The forelimb posture during immobilization was analyzed by classifying it into three categories (Figure 4C): symmetric extension, symmetric flexion and rare asymmetric positioning (data not shown). The developmental course of forelimb flexion was essentially similar to that of hindlimb flexion; the pups extended their forelimbs until PND 7 and then gradually maintained their forelimbs fully flexed throughout the immobilization period.
The tail posture was classified into two positions during postnatal development (Figure 4D). First, the tail was extended forward at PND 0 and PND 1. Next, the tail was extended downward from PND 2 onward.
Maternal retrieval and the concomitant pups’ responses
To examine the developmental course of mother-pup interactions in a more naturalistic setting, we used an experimental setup designated as the “maternal rescue of pups in a cup” [6] (Figure 5A). All of the pups were successfully rescued by their mothers until the pups were PND 16 (Figure 5B).
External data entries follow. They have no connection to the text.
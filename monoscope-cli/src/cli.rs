use crate::commands;
use clap::{Parser, Subcommand};

#[derive(Parser, Debug)]
#[command(
    name = "monoscope",
    about = "dependency graph and health analysis for JavaScript monorepos",
    version,
    color = clap::ColorChoice::Auto
)]
pub struct Cli {
    #[arg(short = 'v', long = "verbose", global = true)]
    pub verbose: bool,

    #[command(subcommand)]
    pub command: Command,
}

#[derive(Subcommand, Debug)]
pub enum Command {
    /// List the packages in a workspace
    Scan(commands::scan::ScanArgs),
    /// Show the internal dependency graph and its statistics
    Graph(commands::graph::GraphArgs),
    /// Report circular dependencies between packages
    Cycles(commands::cycles::CyclesArgs),
    /// Compute node positions for drawing the graph
    Layout(commands::layout::LayoutArgs),
    /// Show stored health scores
    Health(commands::health::HealthArgs),
    /// Recompute and store health for every package
    Refresh(commands::refresh::RefreshArgs),
    /// Show CI build status for a package or the whole workspace
    Ci(commands::ci::CiArgs),
    /// Show recent commits for a package
    Log(commands::log::LogArgs),
}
As the pups grew older, they maintained their limbs in a more flexed position, as shown in Figure 4 and the right panel of Figure 5A. From PND 17 onward, the pups were able to climb up and get out of the cup independently (Figure 5B). The maternal attempts to orally retrieve the pup, support the pup’s escape by pulling the pup over the edge of the cup from the outside, or stay attentively near the pup until the pup got out remained until PND 19 or PND 20. This was the time period when almost all of the pups could independently get out of the cup within a few minutes. In this assay, no pup was left inside of the cup for more than 9 min after the start of the test session. These observations suggested that in this experimental setup, the development of the pups’ motor ability was a major determinant in diminishing the maternal retrieval rate. As shown in Figure 4, the attenuation of the immobilization response progressed in parallel with the pups’ increased motor ability. The expression of the Transport Response in the mouse pups coincided well with the pup’s development when they needed maternal rescue for their transport.